= Beginning of Section =
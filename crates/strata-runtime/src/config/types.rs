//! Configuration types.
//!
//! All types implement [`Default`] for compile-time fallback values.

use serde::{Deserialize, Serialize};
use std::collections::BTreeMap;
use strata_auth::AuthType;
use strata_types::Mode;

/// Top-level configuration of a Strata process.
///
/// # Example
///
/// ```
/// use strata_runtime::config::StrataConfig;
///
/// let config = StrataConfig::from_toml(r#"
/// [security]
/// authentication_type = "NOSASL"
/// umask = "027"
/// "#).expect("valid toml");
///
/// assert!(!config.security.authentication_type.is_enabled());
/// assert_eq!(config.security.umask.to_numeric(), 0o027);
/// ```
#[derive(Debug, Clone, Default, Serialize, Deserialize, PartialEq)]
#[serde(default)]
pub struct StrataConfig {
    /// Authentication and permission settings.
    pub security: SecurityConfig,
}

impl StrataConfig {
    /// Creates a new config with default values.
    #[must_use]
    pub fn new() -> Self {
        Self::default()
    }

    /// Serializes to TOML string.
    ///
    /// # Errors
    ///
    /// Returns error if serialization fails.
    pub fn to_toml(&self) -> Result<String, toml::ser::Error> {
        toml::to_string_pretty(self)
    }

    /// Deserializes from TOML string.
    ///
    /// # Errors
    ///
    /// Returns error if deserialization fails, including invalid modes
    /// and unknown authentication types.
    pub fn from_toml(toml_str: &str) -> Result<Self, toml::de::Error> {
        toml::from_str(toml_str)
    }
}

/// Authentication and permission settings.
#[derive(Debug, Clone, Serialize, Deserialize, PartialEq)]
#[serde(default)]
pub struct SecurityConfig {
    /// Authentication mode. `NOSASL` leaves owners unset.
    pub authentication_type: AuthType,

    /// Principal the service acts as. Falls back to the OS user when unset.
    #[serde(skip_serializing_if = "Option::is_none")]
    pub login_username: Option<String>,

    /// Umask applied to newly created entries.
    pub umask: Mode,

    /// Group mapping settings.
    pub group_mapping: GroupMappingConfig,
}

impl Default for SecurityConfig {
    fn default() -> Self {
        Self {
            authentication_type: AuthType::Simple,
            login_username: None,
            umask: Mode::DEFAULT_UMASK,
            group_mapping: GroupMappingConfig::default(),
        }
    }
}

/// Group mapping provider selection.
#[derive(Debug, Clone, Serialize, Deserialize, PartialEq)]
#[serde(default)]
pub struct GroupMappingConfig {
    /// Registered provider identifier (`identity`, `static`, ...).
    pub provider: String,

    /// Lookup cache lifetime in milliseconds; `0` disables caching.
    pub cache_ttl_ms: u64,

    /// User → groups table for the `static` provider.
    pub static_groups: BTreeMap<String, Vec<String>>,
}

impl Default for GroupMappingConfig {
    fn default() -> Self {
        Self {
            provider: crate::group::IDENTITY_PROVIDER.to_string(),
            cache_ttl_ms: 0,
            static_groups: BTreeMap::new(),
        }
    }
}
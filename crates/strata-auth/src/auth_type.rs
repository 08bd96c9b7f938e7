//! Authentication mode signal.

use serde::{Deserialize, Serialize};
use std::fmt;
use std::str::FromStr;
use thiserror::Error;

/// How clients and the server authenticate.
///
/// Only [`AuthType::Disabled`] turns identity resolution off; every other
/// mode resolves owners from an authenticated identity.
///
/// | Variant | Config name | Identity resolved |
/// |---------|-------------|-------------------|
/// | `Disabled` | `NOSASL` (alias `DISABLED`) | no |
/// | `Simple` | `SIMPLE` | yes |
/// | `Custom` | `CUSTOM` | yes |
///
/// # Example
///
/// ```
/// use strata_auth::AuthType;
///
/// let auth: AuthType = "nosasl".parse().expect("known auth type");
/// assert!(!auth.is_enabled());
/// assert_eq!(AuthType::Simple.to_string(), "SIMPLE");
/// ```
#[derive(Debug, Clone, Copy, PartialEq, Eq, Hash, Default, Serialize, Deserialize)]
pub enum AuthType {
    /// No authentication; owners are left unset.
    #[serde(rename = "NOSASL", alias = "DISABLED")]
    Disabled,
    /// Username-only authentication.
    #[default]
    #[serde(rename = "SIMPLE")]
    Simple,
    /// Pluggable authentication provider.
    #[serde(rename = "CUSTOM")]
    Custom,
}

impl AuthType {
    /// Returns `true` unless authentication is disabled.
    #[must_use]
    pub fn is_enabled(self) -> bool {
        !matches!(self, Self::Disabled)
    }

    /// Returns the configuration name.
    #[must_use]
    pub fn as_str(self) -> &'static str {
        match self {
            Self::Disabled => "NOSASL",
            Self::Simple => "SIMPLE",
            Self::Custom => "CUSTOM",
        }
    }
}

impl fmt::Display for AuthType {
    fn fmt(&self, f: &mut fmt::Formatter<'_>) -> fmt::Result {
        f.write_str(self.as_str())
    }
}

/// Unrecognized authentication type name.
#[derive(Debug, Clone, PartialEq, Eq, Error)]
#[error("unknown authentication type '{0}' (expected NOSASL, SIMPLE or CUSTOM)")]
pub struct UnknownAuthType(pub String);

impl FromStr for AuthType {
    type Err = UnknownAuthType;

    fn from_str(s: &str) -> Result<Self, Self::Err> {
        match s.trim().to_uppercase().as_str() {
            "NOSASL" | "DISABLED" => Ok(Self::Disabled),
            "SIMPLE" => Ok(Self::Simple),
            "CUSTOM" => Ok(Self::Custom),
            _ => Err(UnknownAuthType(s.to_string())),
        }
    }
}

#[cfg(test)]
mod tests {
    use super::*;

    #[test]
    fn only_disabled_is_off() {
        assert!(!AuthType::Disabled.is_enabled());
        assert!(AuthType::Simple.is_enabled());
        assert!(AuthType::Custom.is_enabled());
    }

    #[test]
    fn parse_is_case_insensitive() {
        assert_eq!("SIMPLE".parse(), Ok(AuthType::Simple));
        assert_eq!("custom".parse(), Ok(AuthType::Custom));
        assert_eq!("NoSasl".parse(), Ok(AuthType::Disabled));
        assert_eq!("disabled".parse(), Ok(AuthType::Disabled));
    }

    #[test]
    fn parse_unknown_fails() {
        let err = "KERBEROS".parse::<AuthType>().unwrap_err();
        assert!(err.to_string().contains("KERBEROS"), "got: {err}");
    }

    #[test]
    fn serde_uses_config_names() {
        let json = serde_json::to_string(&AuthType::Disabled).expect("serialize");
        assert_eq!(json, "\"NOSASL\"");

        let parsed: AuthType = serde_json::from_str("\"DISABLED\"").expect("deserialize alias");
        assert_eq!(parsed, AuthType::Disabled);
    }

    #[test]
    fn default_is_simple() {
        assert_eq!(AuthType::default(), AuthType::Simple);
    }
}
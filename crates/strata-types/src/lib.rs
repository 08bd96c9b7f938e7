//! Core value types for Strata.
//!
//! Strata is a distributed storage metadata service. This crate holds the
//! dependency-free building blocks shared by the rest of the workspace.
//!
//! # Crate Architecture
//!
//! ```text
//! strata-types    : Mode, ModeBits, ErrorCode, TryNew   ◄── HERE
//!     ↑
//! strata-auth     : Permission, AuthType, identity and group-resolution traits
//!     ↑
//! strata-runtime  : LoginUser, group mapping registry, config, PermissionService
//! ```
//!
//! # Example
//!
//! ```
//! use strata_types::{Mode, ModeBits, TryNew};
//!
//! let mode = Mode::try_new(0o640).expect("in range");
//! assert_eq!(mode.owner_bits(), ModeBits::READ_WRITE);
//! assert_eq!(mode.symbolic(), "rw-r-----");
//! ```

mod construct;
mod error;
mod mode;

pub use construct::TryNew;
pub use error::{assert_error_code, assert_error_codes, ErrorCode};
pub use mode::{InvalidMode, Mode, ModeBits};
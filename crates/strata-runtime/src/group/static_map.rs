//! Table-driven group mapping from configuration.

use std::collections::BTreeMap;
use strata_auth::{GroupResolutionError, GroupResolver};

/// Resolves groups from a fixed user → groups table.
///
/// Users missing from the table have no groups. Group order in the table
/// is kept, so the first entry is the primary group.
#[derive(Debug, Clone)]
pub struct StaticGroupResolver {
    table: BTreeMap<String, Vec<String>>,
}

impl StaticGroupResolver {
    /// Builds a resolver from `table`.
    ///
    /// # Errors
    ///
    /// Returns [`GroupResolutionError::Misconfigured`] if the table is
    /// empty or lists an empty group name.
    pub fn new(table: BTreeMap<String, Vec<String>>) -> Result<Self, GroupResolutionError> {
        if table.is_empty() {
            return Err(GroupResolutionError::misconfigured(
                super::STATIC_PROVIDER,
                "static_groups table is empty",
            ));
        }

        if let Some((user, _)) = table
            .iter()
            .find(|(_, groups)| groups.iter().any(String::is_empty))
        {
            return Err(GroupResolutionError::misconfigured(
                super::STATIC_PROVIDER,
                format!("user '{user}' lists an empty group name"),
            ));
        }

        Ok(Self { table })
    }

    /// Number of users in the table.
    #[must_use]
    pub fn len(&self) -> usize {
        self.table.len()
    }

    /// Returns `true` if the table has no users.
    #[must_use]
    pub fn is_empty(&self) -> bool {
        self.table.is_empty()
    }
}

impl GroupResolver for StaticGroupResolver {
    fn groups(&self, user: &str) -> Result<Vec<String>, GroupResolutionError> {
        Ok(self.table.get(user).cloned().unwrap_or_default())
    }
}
= End of Section =
▶ Assignment: How many lines in the records include "crates"? Answer with the number alone.

▶ Output below: 4